Author : J. C. Gregory
Publisher :
Page : 256 pages
File Size : 29,53 MB
Release : 1924
Category : Emotions
ISBN :
Author : Abílio Almeida
Publisher : Taylor & Francis
Page : 123 pages
File Size : 32,86 MB
Release : 2024-08-07
Category : History
ISBN : 1040154352
Is laughter a sin? Or is it man’s best medicine? Is laughter now trivialised, mechanised or even weaponised by contemporary media? This book explores the social history of laughter in the West, from classical antiquity to the present day. Engaging with a range of thought from Plato to Nietzsche, it moves from classical to modern thought, considering the changing emotional climate of societies – including the postmodern "dictatorship of happiness" – and the role played by the technological changes of the last century in shaping our interpretation of laughter.
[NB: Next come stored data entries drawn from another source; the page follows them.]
//! Stored types for ledger metadata.
//!
//! Records are prost-encoded (protobuf wire format) so that fields can
//! be added without rewriting existing entries.

use prost::Message;

/// Length of an encoded ledger key
pub const LEDGER_KEY_LEN: usize = 8;

/// Per-ledger metadata record
#[derive(Clone, PartialEq, Eq, Message)]
pub struct LedgerRecord {
    /// Always true for a stored record
    #[prost(bool, tag = "1")]
    pub exists: bool,
    /// Ledger accepts no further writes
    #[prost(bool, tag = "2")]
    pub fenced: bool,
    /// Write-once authorization token, empty when unset
    #[prost(bytes = "vec", tag = "3")]
    pub master_key: Vec<u8>,
    /// Last explicit LAC, an 8-byte big-endian long
    #[prost(bytes = "vec", optional, tag = "4")]
    pub explicit_lac: Option<Vec<u8>>,
    /// Ledger is being recovered
    #[prost(bool, tag = "5")]
    pub limbo: bool,
}

impl LedgerRecord {
    /// Create a record for a new, unfenced ledger
    #[must_use]
    pub fn new(master_key: impl Into<Vec<u8>>) -> Self {
        Self {
            exists: true,
            master_key: master_key.into(),
            ..Default::default()
        }
    }

    /// Set the fenced flag
    #[must_use]
    pub const fn with_fenced(mut self, fenced: bool) -> Self {
        self.fenced = fenced;
        self
    }

    /// Set the limbo flag
    #[must_use]
    pub const fn with_limbo(mut self, limbo: bool) -> Self {
        self.limbo = limbo;
        self
    }

    /// Set the explicit LAC from an entry id
    #[must_use]
    pub fn with_explicit_lac(mut self, lac: i64) -> Self {
        self.explicit_lac = Some(lac.to_be_bytes().to_vec());
        self
    }

    /// Decode the explicit LAC payload, if set and well-formed
    #[must_use]
    pub fn explicit_lac_value(&self) -> Option<i64> {
        let bytes: [u8; 8] = self.explicit_lac.as_deref()?.try_into().ok()?;
        Some(i64::from_be_bytes(bytes))
    }

    /// Encode to bytes
    #[must_use]
    pub fn to_bytes(&self) -> Vec<u8> {
        self.encode_to_vec()
    }

    /// Decode from bytes
    pub fn from_bytes(data: &[u8]) -> Result<Self, prost::DecodeError> {
        Self::decode(data)
    }
}

/// Encode a ledger id as its store key
#[must_use]
pub const fn ledger_key(ledger_id: i64) -> [u8; LEDGER_KEY_LEN] {
    ledger_id.to_be_bytes()
}

/// Decode a store key back to a ledger id
#[must_use]
pub fn ledger_id_from_key(key: &[u8]) -> Option<i64> {
    let bytes: [u8; LEDGER_KEY_LEN] = key.try_into().ok()?;
    Some(i64::from_be_bytes(bytes))
}

#[cfg(test)]
mod tests {
    use super::*;

    #[test]
    fn test_record_roundtrip() {
        let record = LedgerRecord::new(b"secret".to_vec())
            .with_fenced(true)
            .with_explicit_lac(123);

        let decoded = LedgerRecord::from_bytes(&record.to_bytes()).unwrap();
        assert_eq!(decoded, record);
        assert_eq!(decoded.explicit_lac_value(), Some(123));
        assert!(!decoded.limbo);
    }

    #[test]
    fn test_empty_record_defaults() {
        let decoded = LedgerRecord::from_bytes(&[]).unwrap();
        assert!(!decoded.exists);
        assert!(decoded.master_key.is_empty());
        assert_eq!(decoded.explicit_lac, None);
    }

    #[test]
    fn test_garbage_fails_to_decode() {
        assert!(LedgerRecord::from_bytes(&[0xff, 0xff, 0xff]).is_err());
    }

    #[test]
    fn test_malformed_lac_payload() {
        let mut record = LedgerRecord::new(Vec::new());
        record.explicit_lac = Some(vec![1, 2, 3]);
        assert_eq!(record.explicit_lac_value(), None);
    }

    #[test]
    fn test_key_ordering_is_big_endian() {
        assert_eq!(ledger_key(1), [0, 0, 0, 0, 0, 0, 0, 1]);
        assert!(ledger_key(1) < ledger_key(256));
        assert_eq!(ledger_id_from_key(&ledger_key(42)), Some(42));
        assert_eq!(ledger_id_from_key(&ledger_key(-1)), Some(-1));
        assert_eq!(ledger_id_from_key(b"short"), None);
    }
}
A broad, historical study of the physical and emotional aspects of laughter, as well as its social role, A Cultural History of Laughter will appeal to scholars of sociology, history and cultural studies, among other fields of knowledge.
Author : Walter S. Gibson
Publisher : Univ of California Press
Page : 291 pages
File Size : 31,59 MB
Release : 2006-02
Category : Art
ISBN : 0520245210
In this delightfully engaging book, Walter S. Gibson takes a new look at Bruegel, arguing that the artist was no erudite philosopher, but a man very much in the world, and that a significant part of his art is best appreciated in the context of humour.
Author : John R. Clarke
Publisher : Univ of California Press
Page : 336 pages
File Size : 35,29 MB
Release : 2007-11-17
Category : Art
ISBN : 0520237331
In this fresh, accessible, and beautifully illustrated book, his third to examine an aspect of Roman visual culture, John R. Clarke explores the question, "What made Romans laugh?" Looking at Laughter examines a heterogeneous corpus of visual material, from the crudely obscene to the exquisitely sophisticated and from the playful to the deadly serious—everything from street theater to erudite paintings parodying the emperor. Nine chapters, organized under the rubrics of Visual Humor, Social Humor, and Sexual Humor, analyze a wide range of visual art, including wall painting, sculpture, mosaics, and ceramics. Archaeological sites, as well as a range of ancient texts, inscriptions, and graffiti, provide the background for understanding the how and why of humorous imagery. This entertaining study offers fascinating insights into the mentality of Roman patrons and viewers who enjoyed laughing at the gods, the powers-that-be, and themselves.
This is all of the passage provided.